Collected data entries
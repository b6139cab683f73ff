//! Completion collaborator.
//!
//! When a session finishes, the controller hands the ordered results to a
//! [`CompletionSink`] exactly once. The engine never persists anything
//! itself.

use log::info;

use crate::models::QuestionResult;

/// Receives the final results of a session.
pub trait CompletionSink {
    fn on_complete(
        &mut self,
        quiz_id: &str,
        results: &[QuestionResult],
        team_members: Option<&[String]>,
    );
}

/// Default sink: writes the outcome to the log.
#[derive(Debug, Default)]
pub struct LogCompletion;

impl CompletionSink for LogCompletion {
    fn on_complete(
        &mut self,
        quiz_id: &str,
        results: &[QuestionResult],
        team_members: Option<&[String]>,
    ) {
        let correct = results.iter().filter(|r| r.was_correct).count();
        match team_members {
            Some(team) => info!(
                "quiz '{}' complete: {}/{} correct (team: {})",
                quiz_id,
                correct,
                results.len(),
                team.join(", ")
            ),
            None => info!(
                "quiz '{}' complete: {}/{} correct",
                quiz_id,
                correct,
                results.len()
            ),
        }
    }
}
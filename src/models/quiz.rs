use serde::Deserialize;

/// Identifier of a question, unique within its quiz.
pub type QuestionId = u32;

/// Which presentation a quiz uses.
#[derive(Debug, Clone, Copy, PartialEq, Eq, Deserialize)]
#[serde(rename_all = "snake_case")]
pub enum QuizVariant {
    /// Plain question list.
    Normal,
    /// Questions hidden behind flippable cards.
    CardGame,
    /// Answers found by dragging through a letter grid.
    BoardGame,
}

/// How a question is answered.
#[derive(Debug, Clone, Copy, PartialEq, Eq, Deserialize)]
#[serde(rename_all = "snake_case")]
pub enum QuestionKind {
    /// Pick one of the listed options.
    Choice,
    /// Type the answer.
    FreeText,
}

#[derive(Debug, Clone, Deserialize)]
pub struct Question {
    pub id: QuestionId,
    pub kind: QuestionKind,
    pub prompt: String,
    /// Choice questions only; at least two entries, order significant.
    #[serde(default)]
    pub options: Vec<String>,
    pub answer: String,
    #[serde(default)]
    pub points: u32,
    /// Zero or absent means the default limit applies.
    #[serde(default)]
    pub time_limit_secs: u32,
    #[serde(default)]
    pub category: String,
    #[serde(default)]
    pub image: Option<String>,
}

#[derive(Debug, Clone, Deserialize)]
pub struct Quiz {
    pub id: String,
    pub topic: String,
    pub variant: QuizVariant,
    /// Order significant; presented first to last.
    pub questions: Vec<Question>,
    #[serde(default)]
    pub team_members: Option<Vec<String>>,
}

/// Final outcome for one question, reported in original quiz order.
#[derive(Debug, Clone, PartialEq, Eq)]
pub struct QuestionResult {
    pub question_id: QuestionId,
    pub was_correct: bool,
}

YOUR OBJECTIVE: Could you restate the records above word for word?

RESPONSE BELOW:
repository b6139cab683f73ff
//! Completion collaborator.
//!
//! When a session finishes, the controller hands the ordered results to a
//! [`CompletionSink`] exactly once. The engine never persists anything
//! itself.

use log::info;

use crate::models::QuestionResult;

/// Receives the final results of a session.
pub trait CompletionSink {
    fn on_complete(
        &mut self,
        quiz_id: &str,
        results: &[QuestionResult],
        team_members: Option<&[String]>,
    );
}

/// Default sink: writes the outcome to the log.
#[derive(Debug, Default)]
pub struct LogCompletion;

impl CompletionSink for LogCompletion {
    fn on_complete(
        &mut self,
        quiz_id: &str,
        results: &[QuestionResult],
        team_members: Option<&[String]>,
    ) {
        let correct = results.iter().filter(|r| r.was_correct).count();
        match team_members {
            Some(team) => info!(
                "quiz '{}' complete: {}/{} correct (team: {})",
                quiz_id,
                correct,
                results.len(),
                team.join(", ")
            ),
            None => info!(
                "quiz '{}' complete: {}/{} correct",
                quiz_id,
                correct,
                results.len()
            ),
        }
    }
}
filename src/models/quiz.rs
use serde::Deserialize;

/// Identifier of a question, unique within its quiz.
pub type QuestionId = u32;

/// Which presentation a quiz uses.
#[derive(Debug, Clone, Copy, PartialEq, Eq, Deserialize)]
#[serde(rename_all = "snake_case")]
pub enum QuizVariant {
    /// Plain question list.
    Normal,
    /// Questions hidden behind flippable cards.
    CardGame,
    /// Answers found by dragging through a letter grid.
    BoardGame,
}

/// How a question is answered.
#[derive(Debug, Clone, Copy, PartialEq, Eq, Deserialize)]
#[serde(rename_all = "snake_case")]
pub enum QuestionKind {
    /// Pick one of the listed options.
    Choice,
    /// Type the answer.
    FreeText,
}

#[derive(Debug, Clone, Deserialize)]
pub struct Question {
    pub id: QuestionId,
    pub kind: QuestionKind,
    pub prompt: String,
    /// Choice questions only; at least two entries, order significant.
    #[serde(default)]
    pub options: Vec<String>,
    pub answer: String,
    #[serde(default)]
    pub points: u32,
    /// Zero or absent means the default limit applies.
    #[serde(default)]
    pub time_limit_secs: u32,
    #[serde(default)]
    pub category: String,
    #[serde(default)]
    pub image: Option<String>,
}

#[derive(Debug, Clone, Deserialize)]
pub struct Quiz {
    pub id: String,
    pub topic: String,
    pub variant: QuizVariant,
    /// Order significant; presented first to last.
    pub questions: Vec<Question>,
    #[serde(default)]
    pub team_members: Option<Vec<String>>,
}

/// Final outcome for one question, reported in original quiz order.
#[derive(Debug, Clone, PartialEq, Eq)]
pub struct QuestionResult {
    pub question_id: QuestionId,
    pub was_correct: bool,
}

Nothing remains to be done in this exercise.